L'ouverture d'un grand débat sur le civisme à l'échelle européenne, ainsi que je l'ai proposé en octobre 1982 au colloque de Sienne sur la promotion des Droits de l'homme organisé par le Conseil de l'Europe. Débat qui sera repris et élargi lors de la 3e Conférence internationale des Ombudsmans et Médiateurs qui se tiendra à Stockholm en juin 1984.
Durant toute ma vie active, dans l'exercice de mes mandats de maire, de conseiller général, de parlementaire, de responsable d'une formation politique, je n'ai cessé de rappeler l'impérieuse nécessité d'un renouveau des valeurs civiques et morales qui ont fait la force de notre démocratie et assuré sa pérennité.
Depuis 1980, devenu Médiateur de la République, j'ai, dans de multiples articles de presse, à chaque occasion d'intervention radiodiffusée ou télévisée, lancé des appels en faveur d'un renouveau du civisme.
Dans chacun de mes rapports annuels au Président de la République et au Parlement, j'ai dénoncé avec force le matérialisme, l'esprit d'assistance, l'égoïsme, et préconisé le " retour à l'enseignement des valeurs immuables qui permettent la vie en société et que l'on peut nommer tantôt l'instruction civique, tantôt la morale, tantôt, tout simplement, l'éducation " (rapport pour l'année 1983).
Je craignais d'être peu entendu, car " il est toujours désagréable d'être Cassandre ".
Mais j'estimais que mon devoir était, sans me lasser, de lancer encore un nouvel appel, de participer à une " campagne de réflexion, de prise de responsabilité, de solidarité et de fraternité qui, seule, peut éloigner la perspective de l'abandon et nous rendre quelque confiance dans l'avenir ".
Ce message a été reçu. Non seulement par les personnalités qui ont collaboré à l'élaboration de ce rapport, mais par de hauts responsables du monde de la pensée, des religions, et même de la politique.
Je me réjouis de l'écho que trouvent dans l'opinion mes suggestions, reprises et amplifiées par les voix les plus autorisées.
Des initiatives sont prises par diverses associations, organisations et ligues, qui envisagent séminaires, colloques, chartes, etc.
Sans doute une coordination de ces généreux projets est-elle souhaitable, et le médiateur peut y avoir sa part. Mais l'important, c'est que la semence germe enfin et que l'élan soit donné. Nous ne serons jamais trop nombreux pour amorcer et réussir le profond changement de mentalité qu'impliquent ces efforts, pour doter enfin les Françaises et les Français d'un grand dessein, un véritable projet de société qui concilie réalisme et idéalisme.
Le Médiateur de la République,
ROBERT FABRE.
REMERCIEMENTS
Ce rapport spécial découle tout naturellement des multiples propositions que j'ai énoncées dans mes successifs rapports annuels sur le thème du nécessaire renouveau de l'éducation civique.

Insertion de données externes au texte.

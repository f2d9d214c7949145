use color_eyre::Result;
use crossterm::event::KeyEvent;
use customers::{filter, Customer, CustomerClient};
use ratatui::{
    layout::{Constraint, Layout, Rect},
    style::{Color, Style, Stylize},
    text::{Line, Span},
    widgets::Paragraph,
};
use tokio::sync::mpsc;
use tracing::{debug, error, info};

use crate::{
    action::{Action, NoticeLevel},
    backend::Backend,
    cli::Cli,
    components::{
        form::CustomerForm,
        header::Header,
        notice::NoticeBar,
        popups::{confirm::DeleteConfirmPopup, editor::EditorPopup, render_backdrop},
        search::SearchBar,
        table::CustomerTable,
        Component,
    },
    config::{Config, Mode},
    tui::{Event, EventResponse, Frame, Tui},
};

/// Die drei Abschnitte der Oberfläche, durchlaufen mit Tab.
#[derive(Debug, Clone, Copy, PartialEq, Eq)]
enum Section {
    Form,
    Search,
    Table,
}

impl Section {
    fn next(self) -> Self {
        match self {
            Section::Form => Section::Search,
            Section::Search => Section::Table,
            Section::Table => Section::Form,
        }
    }

    fn prev(self) -> Self {
        match self {
            Section::Form => Section::Table,
            Section::Search => Section::Form,
            Section::Table => Section::Search,
        }
    }
}

pub struct App {
    config: Config,
    tick_rate: f64,
    frame_rate: f64,
    mode: Mode,
    focus: Section,
    customers: Vec<Customer>,
    search: String,
    header: Header,
    notice: NoticeBar,
    form: CustomerForm,
    search_bar: SearchBar,
    table: CustomerTable,
    editor: Option<EditorPopup>,
    confirm: Option<DeleteConfirmPopup>,
    backend: Backend,
    should_quit: bool,
    should_suspend: bool,
    last_tick_key_events: Vec<KeyEvent>,
    action_tx: mpsc::UnboundedSender<Action>,
    action_rx: mpsc::UnboundedReceiver<Action>,
}

impl App {
    pub fn new(args: Cli) -> Result<Self> {
        let (action_tx, action_rx) = mpsc::unbounded_channel();
        let config = Config::new()?;

        let endpoint = args
            .endpoint
            .unwrap_or_else(|| config.config.endpoint.clone());
        let client = CustomerClient::new(endpoint)?;
        let backend = Backend::new(client, action_tx.clone());

        let mut table = CustomerTable::new();
        table.set_focused(true);

        Ok(Self {
            config,
            tick_rate: args.tick_rate,
            frame_rate: args.frame_rate,
            mode: Mode::Home,
            focus: Section::Table,
            customers: Vec::new(),
            search: String::new(),
            header: Header::default(),
            notice: NoticeBar::default(),
            form: CustomerForm::new(),
            search_bar: SearchBar::default(),
            table,
            editor: None,
            confirm: None,
            backend,
            should_quit: false,
            should_suspend: false,
            last_tick_key_events: Vec::new(),
            action_tx,
            action_rx,
        })
    }

    pub async fn run(&mut self) -> Result<()> {
        let mut tui = Tui::new()?
            .mouse(true)
            .tick_rate(self.tick_rate)
            .frame_rate(self.frame_rate);
        tui.enter()?;

        // erster Abruf direkt beim Start
        self.backend.load();
        let _ = self.action_tx.send(Action::ClearScreen);
        let _ = self.action_tx.send(Action::Render);

        let action_tx = self.action_tx.clone();
        loop {
            self.handle_events(&mut tui).await?;
            self.handle_actions(&mut tui)?;
            if self.should_suspend {
                tui.suspend()?;
                action_tx.send(Action::Resume)?;
                action_tx.send(Action::ClearScreen)?;
                tui.enter()?;
            } else if self.should_quit {
                tui.stop()?;
                break;
            }
        }
        tui.exit()?;
        Ok(())
    }

    async fn handle_events(&mut self, tui: &mut Tui) -> Result<()> {
        let Some(event) = tui.next_event().await else {
            return Ok(());
        };
        let action_tx = self.action_tx.clone();
        let dispatch = |response: Option<EventResponse<Action>>| -> bool {
            match response {
                Some(EventResponse::Continue(action)) => {
                    action_tx.send(action).ok();
                    false
                }
                Some(EventResponse::Stop(action)) => {
                    action_tx.send(action).ok();
                    true
                }
                None => false,
            }
        };

        // Ein offener Dialog bekommt alles zuerst und lässt nur die
        // globalen Akkorde vorbei.
        let mut stop_event_propagation = false;
        let popup_open = self.confirm.is_some() || self.editor.is_some();
        if let Some(popup) = self.confirm.as_mut() {
            stop_event_propagation = dispatch(popup.handle_events(event.clone())?);
        } else if let Some(popup) = self.editor.as_mut() {
            stop_event_propagation = dispatch(popup.handle_events(event.clone())?);
        }

        if !stop_event_propagation && !popup_open {
            let sections: [&mut dyn Component; 3] =
                [&mut self.form, &mut self.search_bar, &mut self.table];
            for component in sections {
                if dispatch(component.handle_events(event.clone())?) {
                    stop_event_propagation = true;
                    break;
                }
            }
        }

        if !stop_event_propagation {
            match event {
                Event::Quit => self.action_tx.send(Action::Quit)?,
                Event::Tick => self.action_tx.send(Action::Tick)?,
                Event::Render => self.action_tx.send(Action::Render)?,
                Event::Resize(x, y) => self.action_tx.send(Action::Resize(x, y))?,
                Event::Key(key) => self.handle_key_event(key)?,
                _ => {}
            }
        }
        Ok(())
    }

    fn handle_key_event(&mut self, key: KeyEvent) -> Result<()> {
        let action_tx = self.action_tx.clone();
        let Some(keymap) = self.config.keybindings.get(&self.mode) else {
            return Ok(());
        };
        match keymap.get(&vec![key]) {
            Some(action) => {
                info!("Got action: {action:?}");
                action_tx.send(action.clone())?;
            }
            _ => {
                // If the key was not handled as a single key action,
                // then consider it for multi-key combinations.
                self.last_tick_key_events.push(key);

                // Check for multi-key combinations
                if let Some(action) = keymap.get(&self.last_tick_key_events) {
                    info!("Got action: {action:?}");
                    action_tx.send(action.clone())?;
                }
            }
        }
        Ok(())
    }

    fn handle_actions(&mut self, tui: &mut Tui) -> Result<()> {
        while let Ok(action) = self.action_rx.try_recv() {
            if action != Action::Tick && action != Action::Render {
                debug!("{action:?}");
            }
            match action {
                Action::ClearScreen => tui.terminal.clear()?,
                Action::Resize(_, _) => {
                    tui.terminal.clear()?;
                    self.render(tui)?;
                }
                Action::Render => self.render(tui)?,
                action => self.apply_action(&action)?,
            }
        }
        Ok(())
    }

    /// Alle Zustandsübergänge, die kein Terminal brauchen.
    fn apply_action(&mut self, action: &Action) -> Result<()> {
        match action {
            Action::Tick => {
                self.last_tick_key_events.drain(..);
            }
            Action::Quit => self.should_quit = true,
            Action::Suspend => self.should_suspend = true,
            Action::Resume => self.should_suspend = false,
            Action::Error(msg) => error!("{msg}"),

            Action::FocusNext => self.set_focus(self.focus.next()),
            Action::FocusPrev => self.set_focus(self.focus.prev()),
            Action::FocusSearch => self.set_focus(Section::Search),

            Action::Refresh => self.backend.load(),
            Action::SearchChanged(term) => {
                self.search = term.clone();
                let filtered = filter::apply(&self.customers, &self.search);
                self.action_tx.send(Action::ListFiltered(filtered))?;
            }
            Action::CustomersLoaded(list) => {
                self.customers = list.clone();
                let filtered = filter::apply(&self.customers, &self.search);
                self.action_tx.send(Action::ListFiltered(filtered))?;
            }
            Action::LoadFailed => {
                self.action_tx.send(Action::ShowNotice(
                    NoticeLevel::Error,
                    "Error loading customers. Make sure the backend server is running."
                        .to_string(),
                ))?;
            }

            Action::SubmitCreate(draft) => self.backend.create(draft.clone()),
            Action::CreateSucceeded => {
                self.action_tx.send(Action::ShowNotice(
                    NoticeLevel::Success,
                    "Customer added successfully!".to_string(),
                ))?;
                self.action_tx.send(Action::Refresh)?;
            }
            Action::CreateFailed => {
                self.action_tx.send(Action::ShowNotice(
                    NoticeLevel::Error,
                    "Error saving customer. Please try again.".to_string(),
                ))?;
            }

            Action::OpenEditor(customer) => self.editor = Some(EditorPopup::new(customer)),
            Action::SubmitUpdate(id, draft) => self.backend.update(*id, draft.clone()),
            Action::UpdateSucceeded => {
                self.editor = None;
                self.action_tx.send(Action::ShowNotice(
                    NoticeLevel::Success,
                    "Customer updated successfully!".to_string(),
                ))?;
                self.action_tx.send(Action::Refresh)?;
            }
            Action::UpdateFailed => {
                // der Editor bleibt offen, die Eingaben gehen nicht verloren
                self.action_tx.send(Action::ShowNotice(
                    NoticeLevel::Error,
                    "Error updating customer. Please try again.".to_string(),
                ))?;
            }

            Action::ConfirmDelete(customer) => {
                self.confirm = Some(DeleteConfirmPopup::new(customer.clone()));
            }
            Action::DeleteRequested(id) => self.backend.delete(*id),
            Action::DeleteSucceeded => {
                self.confirm = None;
                self.action_tx.send(Action::ShowNotice(
                    NoticeLevel::Success,
                    "Customer deleted successfully!".to_string(),
                ))?;
                self.action_tx.send(Action::Refresh)?;
            }
            Action::DeleteFailed => {
                self.action_tx.send(Action::ShowNotice(
                    NoticeLevel::Error,
                    "Error deleting customer. Please try again.".to_string(),
                ))?;
            }

            Action::ClosePopup => {
                if self.confirm.is_some() {
                    self.confirm = None;
                } else {
                    self.editor = None;
                }
            }
            _ => {}
        }

        if let Some(popup) = self.confirm.as_mut() {
            if let Some(follow_up) = popup.update(action.clone())? {
                self.action_tx.send(follow_up)?;
            }
        }
        if let Some(popup) = self.editor.as_mut() {
            if let Some(follow_up) = popup.update(action.clone())? {
                self.action_tx.send(follow_up)?;
            }
        }
        let components: [&mut dyn Component; 4] = [
            &mut self.notice,
            &mut self.form,
            &mut self.search_bar,
            &mut self.table,
        ];
        for component in components {
            if let Some(follow_up) = component.update(action.clone())? {
                self.action_tx.send(follow_up)?;
            }
        }
        Ok(())
    }

    fn set_focus(&mut self, focus: Section) {
        self.focus = focus;
        self.form.set_focused(focus == Section::Form);
        self.search_bar.set_focused(focus == Section::Search);
        self.table.set_focused(focus == Section::Table);
    }

    fn render(&mut self, tui: &mut Tui) -> Result<()> {
        let action_tx = self.action_tx.clone();
        tui.draw(|frame| {
            if let Err(err) = draw_app(self, frame) {
                let _ = action_tx.send(Action::Error(format!("Failed to draw: {:?}", err)));
            }
        })?;
        Ok(())
    }

    fn draw_footer(&self, frame: &mut Frame<'_>, area: Rect) {
        let hints: &[(&str, &str)] = if self.confirm.is_some() || self.editor.is_some() {
            &[("Enter", "Confirm"), ("Esc", "Cancel")]
        } else {
            match self.focus {
                Section::Form => &[
                    ("Tab", "Switch"),
                    ("↑/↓", "Field"),
                    ("Enter", "Add"),
                    ("Ctrl-c", "Quit"),
                ],
                Section::Search => &[("Tab", "Switch"), ("↑/↓", "Select"), ("Ctrl-c", "Quit")],
                Section::Table => &[
                    ("Tab", "Switch"),
                    ("↑/↓", "Select"),
                    ("/", "Search"),
                    ("r", "Refresh"),
                    ("e", "Edit"),
                    ("d", "Delete"),
                    ("q", "Quit"),
                ],
            }
        };

        let mut spans: Vec<Span> = Vec::new();
        for (i, (key, label)) in hints.iter().enumerate() {
            if i > 0 {
                spans.push(Span::raw("   "));
            }
            spans.push(Span::styled(*key, Style::default().fg(Color::White)));
            spans.push(Span::raw(format!(": {label}")));
        }
        let line = Line::from(spans).fg(Color::DarkGray);
        frame.render_widget(Paragraph::new(line).centered(), area);
    }
}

Mais sa réalisation, née d'un échange de vues concordant avec le père Maurice Rieutord, est le fruit d'un travail préparatoire collectif auquel ont pris part, sous des formes diverses, de hautes personnalités particulièrement qualifiées, dont l'expérience a été précieuse.
Les unes ont assumé la responsabilité de groupes de travail, telles Mmes Manodritta et Rey, Maurice Rieutord et Jean Christian Barbé.